We want to know how using a view affects the speed of queries as the database gets bigger.
Analyze the time complexity of querying a simple view.
CREATE VIEW recent_orders AS
SELECT order_id, customer_id, order_date
FROM orders
WHERE order_date > CURRENT_DATE - INTERVAL '30 days';
SELECT * FROM recent_orders WHERE customer_id = 123;
This view selects orders from the last 30 days. The query fetches recent orders for one customer.
Look at what repeats when running the query.
- Primary operation: Scanning the orders table to find rows matching the date and customer filters.
- How many times: Once per query, but the scan checks many rows depending on table size.

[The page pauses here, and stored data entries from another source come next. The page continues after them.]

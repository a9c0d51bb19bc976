//! docprint: print-ready PDF manuals from a versioned documentation site.
//!
//! - `build`: render every document, guide and version to PDF
//! - `plan`: list the jobs a build would run, in processing order

mod commands;
mod error;

use crate::commands::BuildArgs;
use clap::{Parser, Subcommand};
use docprint_config::Config;
use std::path::PathBuf;
use std::process::ExitCode;
use tracing_subscriber::EnvFilter;

#[derive(Parser)]
#[command(name = "docprint", version, about)]
struct Cli {
    /// Configuration file (default: docprint.toml, then the user config directory).
    #[arg(short, long, global = true)]
    config: Option<PathBuf>,

    /// Log debug output.
    #[arg(short, long, global = true)]
    verbose: bool,

    #[command(subcommand)]
    command: Commands,
}

#[derive(Subcommand)]
enum Commands {
    /// Render all PDFs.
    Build(BuildArgs),
    /// List planned render jobs without rendering.
    Plan,
}

#[tokio::main]
async fn main() -> ExitCode {
    let cli = Cli::parse();
    let filter = if cli.verbose {
        EnvFilter::new("debug")
    } else {
        EnvFilter::try_from_default_env().unwrap_or_else(|_| EnvFilter::new("info"))
    };
    tracing_subscriber::fmt().with_env_filter(filter).init();

    let config = match Config::load(cli.config.as_deref()) {
        Ok(config) => config,
        Err(err) => {
            tracing::error!(error = ?err, "Configuration rejected");
            return ExitCode::FAILURE;
        },
    };

    match cli.command {
        Commands::Plan => match commands::plan(&config) {
            Ok(()) => ExitCode::SUCCESS,
            Err(err) => {
                tracing::error!(error = ?err, "Planning failed");
                ExitCode::FAILURE
            },
        },
        Commands::Build(args) => match commands::build(&config, &args).await {
            Ok(report) => {
                println!(
                    "{} rendered, {} failed, {} skipped, {} page numbers unresolved",
                    report.completed.len(),
                    report.failed.len(),
                    report.skipped,
                    report.unresolved()
                );
                for failure in &report.failed {
                    eprintln!("failed: {}", failure.target.display());
                }
                if report.is_success() { ExitCode::SUCCESS } else { ExitCode::FAILURE }
            },
            Err(err) => {
                tracing::error!(error = ?err, "Build failed");
                ExitCode::FAILURE
            },
        },
    }
}
use crate::error::{ErrorKind, Result};
use docprint_guide::TocEntry;
use docprint_guide::toc::{IGNORE_CLASS, PLACEHOLDER};
use docprint_render::{CoverContext, CssVariables, PageContext, Templates, escape_html};
use exn::ResultExt;

/// Site-wide values every printed page is built from.
pub struct Site {
    pub project: String,
    pub site_url: String,
    templates: Templates,
}
impl Site {
    pub fn new(project: impl Into<String>, site_url: impl Into<String>, templates: Templates) -> Self {
        Self { project: project.into(), site_url: site_url.into(), templates }
    }

    /// Cover page markup for a document.
    pub fn cover(&self, title: &str, version: &str) -> Result<String> {
        let context = CoverContext { project: &self.project, site_url: &self.site_url, title, version };
        self.templates.cover(&context).or_raise(|| ErrorKind::Template(title.to_string()))
    }

    /// Wraps `body` in the page shell, with a contents list when `toc` is given.
    pub fn page(&self, title: &str, version: &str, language: &str, toc: Option<&[TocEntry]>, body: &str) -> Result<String> {
        let contents = toc.map(contents_markup).unwrap_or_default();
        let context = PageContext {
            project: &self.project,
            site_url: &self.site_url,
            title,
            version,
            language,
            contents: &contents,
            body,
        };
        self.templates.page(&context).or_raise(|| ErrorKind::Template(title.to_string()))
    }

    pub fn variables(&self, title: &str, version: &str) -> CssVariables {
        CssVariables::for_document(&self.project, version, title).with("site-url", self.site_url.as_str())
    }
}

/// Renders the printed contents section: one list item per numbered entry,
/// each ending in a [`PLACEHOLDER`].
pub fn contents_markup(toc: &[TocEntry]) -> String {
    let mut html = format!(r#"<h1 class="{IGNORE_CLASS}">Contents</h1>"#);
    html.push_str("\n<ol class=\"toc\">\n");
    for entry in toc.iter().filter(|entry| entry.is_numbered()) {
        html.push_str(&format!(
            "<li class=\"toc-level-{}\"><span class=\"tocText\">{}</span>{PLACEHOLDER}</li>\n",
            entry.level,
            escape_html(&entry.text)
        ));
    }
    html.push_str("</ol>\n");
    html
}

#[cfg(test)]
mod tests {
    use super::*;

    #[test]
    fn contents_has_placeholder_per_numbered_entry() {
        let toc = [TocEntry::new(1, "A & B"), TocEntry::new(4, "Deep"), TocEntry::new(3, "C")];
        let html = contents_markup(&toc);
        assert_eq!(html.matches(PLACEHOLDER).count(), 2);
        assert!(html.contains("A &amp; B"));
        assert!(!html.contains("Deep"));
        assert!(html.starts_with(r#"<h1 class="ignoreCounter">Contents</h1>"#));
    }

    #[test]
    fn page_without_toc_has_no_contents() {
        let site = Site::new("Acme", "https://docs.acme.test", Templates::builtin().unwrap());
        let html = site.page("Intro", "1.0", "en", None, "<h1>Intro</h1>").unwrap();
        assert!(!html.contains(PLACEHOLDER));
        assert!(html.contains("<h1>Intro</h1>"));
    }
}
//! Subcommands, sharing the preparation of a run.

mod build;
mod plan;

pub(crate) use self::build::BuildArgs;
use crate::error::{ErrorKind, Result};
use docprint_config::Config;
use docprint_guide::{Catalog, GuideGroup, LinkRewriter, VersionSet, load_sidebars};
use docprint_pipeline::{JobPlanner, OutputLayout, RenderJob, Site};
use docprint_render::Templates;
use exn::ResultExt;

/// Everything a run needs before the first render.
pub(crate) struct Prepared {
    pub site: Site,
    pub layout: OutputLayout,
    pub versions: VersionSet,
    pub jobs: Vec<RenderJob>,
}

/// Loads the catalog and sidebars named by `config` and plans every job.
pub(crate) fn prepare(config: &Config) -> Result<Prepared> {
    let versions =
        VersionSet::new(config.versions.clone(), config.current_version.clone()).or_raise(|| ErrorKind::Config)?;
    let catalog = Catalog::load(&config.catalog).or_raise(|| ErrorKind::Input)?;
    let sidebars = load_sidebars(&config.sidebars, config.versioned_sidebars.as_deref(), &versions)
        .or_raise(|| ErrorKind::Input)?;
    let mut guides = GuideGroup::from_sidebars(&sidebars, &config.ignore_docs);

    let templates = Templates::with_overrides(config.templates.cover.as_deref(), config.templates.page.as_deref())
        .or_raise(|| ErrorKind::Input)?;
    let site = Site::new(&config.project_name, &config.site_url, templates);
    let links = LinkRewriter::new(&config.site_url, &config.base_url, versions.clone());
    let layout = OutputLayout::new(&config.build_root, &config.project_name);
    let planner = JobPlanner {
        site: &site,
        links: &links,
        layout: &layout,
        base_url: &config.base_url,
        ignore: &config.ignore_docs,
    };
    let jobs = planner.plan(&catalog, &mut guides, &versions).or_raise(|| ErrorKind::Plan)?;
    Ok(Prepared { site, layout, versions, jobs })
}

pub(crate) use self::build::build;
pub(crate) use self::plan::plan;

As the orders table grows, the number of rows to check grows too.
| Input Size (n) | Approx. Operations |
|---|---|
| 10 | About 10 rows scanned |
| 100 | About 100 rows scanned |
| 1000 | About 1000 rows scanned |
Pattern observation: The work grows roughly in direct proportion to the number of rows in the table.
Time Complexity: O(n)
This means the time to run the query grows linearly with the number of rows in the orders table.
[X] Wrong: "Using a view makes queries run instantly regardless of data size."
[OK] Correct: A view is just a saved query. It still runs on the underlying data, so bigger tables mean more work.
Understanding how views affect query time helps you explain database design choices clearly and confidently.
"What if the orders table had an index on order_date? How would that change the time complexity?"